Say you have a ViewGroup VG
that contains three focusable views (e.g. EditTexts) A
, B
, and C
.
You have added an OnFocusChangeListener
to A
that (maybe not directly, but somewhere nested inside) calls B.requestFocus()
when A
loses focus.
Now imagine that A
has focus, and the user taps on C
, causing A
to lose and C
to gain focus. Because VG.mFocused
is currently A
, the above part of VG.requestChildFocus(C, C)
then translates to this:
if (A != C) {
if (A != null) {
A.unFocus(); // <-- (1)
}
mFocused = C; // <-- (3)
}
A.unFocus()
does two important things here:
It marks A
as not having focus anymore.
It calls your focus change listener.
In that listener, you now call B.requestFocus()
. This causes B
to be marked as having focus, and then calls VG.requestChildFocus(B, B)

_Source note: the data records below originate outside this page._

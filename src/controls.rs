//! Orbit camera controls: rotate around a target, pan it, dolly toward it.

use core::f32::consts::PI;

use nalgebra::{Point3, Vector3};

use crate::camera::Camera;
use crate::input::PointerButton;

#[derive(Debug, Clone, Copy, PartialEq)]
enum Drag {
    None,
    Rotate,
    Pan,
}

/// Spherical offset of the camera from the orbit target.
#[derive(Debug, Clone, Copy, PartialEq)]
struct Spherical {
    radius: f32,
    /// Angle from +Y.
    phi: f32,
    /// Angle around +Y, measured from +Z.
    theta: f32,
}

impl Spherical {
    fn from_offset(v: &Vector3<f32>) -> Self {
        let radius = v.norm();
        if radius == 0.0 {
            return Self {
                radius,
                phi: 0.0,
                theta: 0.0,
            };
        }
        Self {
            radius,
            phi: (v.y / radius).clamp(-1.0, 1.0).acos(),
            theta: v.x.atan2(v.z),
        }
    }

    fn to_offset(self) -> Vector3<f32> {
        let s = self.phi.sin() * self.radius;
        Vector3::new(s * self.theta.sin(), self.phi.cos() * self.radius, s * self.theta.cos())
    }
}

/// Mouse-driven orbit controls for a [`Camera`].
///
/// Primary drag rotates, secondary drag pans, the wheel dollies.
/// Accumulated input is applied to the camera by [`OrbitControls::update`].
#[derive(Debug, Clone)]
pub struct OrbitControls {
    pub target: Point3<f32>,
    pub enabled: bool,
    pub rotate_speed: f32,
    pub pan_speed: f32,
    pub zoom_speed: f32,
    pub min_distance: f32,
    pub max_distance: f32,
    pub min_polar_angle: f32,
    pub max_polar_angle: f32,

    viewport_height: f32,
    drag: Drag,
    last_pointer: (f32, f32),
    theta_delta: f32,
    phi_delta: f32,
    scale: f32,
    pan_offset: Vector3<f32>,
}

impl OrbitControls {
    pub fn new(target: Point3<f32>, viewport_height: u32) -> Self {
        Self {
            target,
            enabled: true,
            rotate_speed: 1.0,
            pan_speed: 1.0,
            zoom_speed: 1.0,
            min_distance: 0.0,
            max_distance: f32::INFINITY,
            min_polar_angle: 0.0,
            max_polar_angle: PI,
            viewport_height: viewport_height.max(1) as f32,
            drag: Drag::None,
            last_pointer: (0.0, 0.0),
            theta_delta: 0.0,
            phi_delta: 0.0,
            scale: 1.0,
            pan_offset: Vector3::zeros(),
        }
    }

    pub fn set_viewport_height(&mut self, height: u32) {
        self.viewport_height = height.max(1) as f32;
    }

    /// True while a drag is in progress.
    pub fn is_dragging(&self) -> bool {
        self.drag != Drag::None
    }

    pub fn pointer_down(&mut self, x: f32, y: f32, button: PointerButton) {
        if !self.enabled {
            return;
        }
        self.drag = match button {
            PointerButton::Primary => Drag::Rotate,
            PointerButton::Secondary => Drag::Pan,
        };
        self.last_pointer = (x, y);
    }

    pub fn pointer_move(&mut self, x: f32, y: f32, camera: &Camera) {
        if !self.enabled || self.drag == Drag::None {
            return;
        }
        let dx = x - self.last_pointer.0;
        let dy = y - self.last_pointer.1;
        self.last_pointer = (x, y);

        match self.drag {
            Drag::Rotate => {
                // A full viewport height of drag turns a full circle.
                self.theta_delta -= 2.0 * PI * dx / self.viewport_height * self.rotate_speed;
                self.phi_delta -= 2.0 * PI * dy / self.viewport_height * self.rotate_speed;
            }
            Drag::Pan => self.pan(dx, dy, camera),
            Drag::None => {}
        }
    }

    pub fn pointer_up(&mut self) {
        self.drag = Drag::None;
    }

    /// Scrolling down (positive `delta`, wheel toward the user) dollies the
    /// camera away from the target; scrolling up dollies it in.
    pub fn wheel(&mut self, delta: f32) {
        if !self.enabled || delta == 0.0 {
            return;
        }
        let step = 0.95f32.powf(self.zoom_speed);
        if delta > 0.0 {
            self.scale /= step;
        } else {
            self.scale *= step;
        }
    }

    fn pan(&mut self, dx: f32, dy: f32, camera: &Camera) {
        let offset = camera.position - self.target;
        // Scale so the point under the cursor at the target depth tracks the pointer.
        let target_distance = offset.norm() * (camera.fovy() * 0.5).tan();
        let units_per_pixel = 2.0 * target_distance / self.viewport_height * self.pan_speed;

        let forward = -offset.try_normalize(f32::EPSILON).unwrap_or_else(Vector3::z);
        let right = forward
            .cross(&Vector3::y())
            .try_normalize(f32::EPSILON)
            .unwrap_or_else(Vector3::x);
        let up = right.cross(&forward);

        self.pan_offset += -right * dx * units_per_pixel + up * dy * units_per_pixel;
    }

    /// Apply accumulated rotation, pan and dolly to `camera`. Returns true if
    /// the camera moved.
    pub fn update(&mut self, camera: &mut Camera) -> bool {
        let offset = camera.position - self.target;
        let mut spherical = Spherical::from_offset(&offset);

        spherical.theta += self.theta_delta;
        spherical.phi = (spherical.phi + self.phi_delta)
            .clamp(self.min_polar_angle, self.max_polar_angle)
            .clamp(1e-6, PI - 1e-6);
        spherical.radius = (spherical.radius * self.scale).clamp(self.min_distance, self.max_distance);

        self.target += self.pan_offset;
        let position = self.target + spherical.to_offset();

        self.theta_delta = 0.0;
        self.phi_delta = 0.0;
        self.scale = 1.0;
        self.pan_offset = Vector3::zeros();

        let moved = (position - camera.position).norm_squared() > 1e-8 || camera.target() != self.target;
        if moved {
            camera.look_at(position, self.target);
        }
        moved
    }
}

. Because we're still deep inside the call I've marked with (1)
, the value of mFocused
is still A
, and thus this inner call looks like this:
if (A != B) {
if (A != null) {
A.unFocus();
}
mFocused = B; // <-- (2)
}
This time, the call to A.unFocus()
doesn't do anything, because A
is already marked as unfocused (otherwise we'd have an infinite recursion here). Also, nothing happens that marks C
as unfocused, which is the view that actually has focus right now.
Now comes (2)
, which sets mFocused
to B
. After some more stuff, we finally return from the call at (1)
, and thus at (3)
the value of mFocused
is now set to C
, overwriting the previous change.
So now we end up with an incosistent state. B
and C
both think they have focus, VG
considers C
to be the focused child.
In particular, keypresses end up in C
, and it is impossible for the user to switch focus back to B
, because B
thinks it already has focus and thus doesn't do anything on focus requests; most importantly, it does not call VG.requestChildFocus
.
Corollary: You also shouldn't rely on results from hasFocus()
calls while inside an OnFocusChanged
handler, because the focus information is inconsistent while inside that call.